3 minute read

The Teacher

Paul Hooker

For David F. White, on the occasion of his retirement:

A quiet soul, forged in hardship’s fires

yet full of stillness even if in pain,

he dwells in Beauty, and as thought requires

would have us see, would to the world make plain

how Beauty streams beneath this earthly crust,

how passing time cannot its flow constrain.

An aquifer of glory ’neath the dust

of mortal life, a vision few may see,

he would to our benighted eyes entrust

metaphors of Beauty (as must be)—

the crack of bat, the smell of new-oiled glove,

a golden dog off-leash and running free:

these are the passioned, pulsing heart of Love,

Beauty’s other name, in which we share

as birthright, gift incarnate from above.

His quiet words, mere ripples in the air,

are more than words alone; they are the Way

by which the Dark cedes place to Light made fair

and night yields up its power to dawning Day.

David White is the consummate teacher. Part of what makes him so is that he teaches even when he is not conscious of teaching. I know this because I have been his pupil for ten years.

I first met David shortly after coming to Austin Seminary in 2012. In our first conversation which, as I recall, started about his plans for a course in the upcoming DMin term, we discovered a mutual love of jazz guitar. It wasn’t long before we were playing together over lunch hours, he soloing over chord progressions and me doing my best to keep up. David probably thought he was teaching me about the relationship between improvised melodies and basic chord structure. He probably wasn’t aware that he was also teaching me about the theology of jazz.

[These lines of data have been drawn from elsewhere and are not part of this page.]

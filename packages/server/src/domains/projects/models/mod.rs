pub mod membership;
pub mod project;

pub use membership::ProjectMembership;
pub use project::Project;
//! A serializable description of a network as reported by the simulation.

use crate::assignment::AssignmentRun;
use crate::config::AssignmentConfig;
use crate::edge::{Edge, EdgeTable};
use crate::error::{BuildError, Error, LoadError};
use crate::lot::{LotRecord, SamplePath};
use serde::{Deserialize, Serialize};

/// The edges, parking lots and sample paths of a network.
#[derive(Clone, Debug, Default, PartialEq, Serialize, Deserialize)]
pub struct NetworkDescription {
    pub edges: Vec<Edge>,
    #[serde(default)]
    pub lots: Vec<LotRecord>,
    #[serde(default)]
    pub paths: Vec<SamplePath>,
}

impl NetworkDescription {
    /// Reads a network description from a JSON string.
    pub fn from_json_str(json: &str) -> Result<Self, LoadError> {
        Ok(serde_json::from_str(json)?)
    }

    /// Reads a network description from a JSON file.
    pub fn from_path(path: impl AsRef<std::path::Path>) -> Result<Self, LoadError> {
        let file = std::fs::File::open(path)?;
        Ok(serde_json::from_reader(std::io::BufReader::new(file))?)
    }

    /// Collects the edges into an [EdgeTable].
    pub fn edge_table(&self) -> Result<EdgeTable, BuildError> {
        EdgeTable::new(self.edges.iter().cloned())
    }

    /// Builds the routing graph, resolves the parking lots and starts a run.
    pub fn start_run(&self, config: AssignmentConfig) -> Result<AssignmentRun, Error> {
        let mut run = AssignmentRun::build_graph(self.edge_table()?, config)?;
        run.resolve_lots(&self.lots, &self.paths)?;
        Ok(run)
    }
}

After playing guitar, we would go out to lunch. We discovered a mutual love of Korean food, and our conversations to, over, and from Korean lunches quickly became another classroom. David was working on drafts of his book, Tending the Fire at the Center of the World, and as we talked about what he was learning from PseudoDionysius and Maximus, from Aquinas and David Bentley Hart, from Milbank and Pickstock, and most of all, from Hans Urs von Balthasar, I was introduced to the world of theological aesthetics and Christian spirituality. He probably thought that he was just rehearsing what he was reading. He probably didn’t know I was furiously taking lecture notes.

As we have both approached retirement, our conversations have explored new questions. How does it feel to end a career? What happens when you cease doing something the doing of which has identified you for a lifetime? He would probably say we’ve been teaching each other about this, but I suspect it’s truer that once again he is finding depth and beauty where I see only change.

There is still more learning for me to do: about jazz, beauty, what it means to become someone new, and who knows what else. I cannot imagine learning those lessons without my teacher. Fortunately, I don’t have to.

Thanks, David.

Paul Hooker is an Old Testament scholar, musician, Presbyterian Polity expert, and poet who served with Professor White on the Austin Seminary faculty and administration for a decade. His most recent book of poetry is called The Hole in the Heart of God: Stories of Creation and Redemption (Resource Publications, 2021).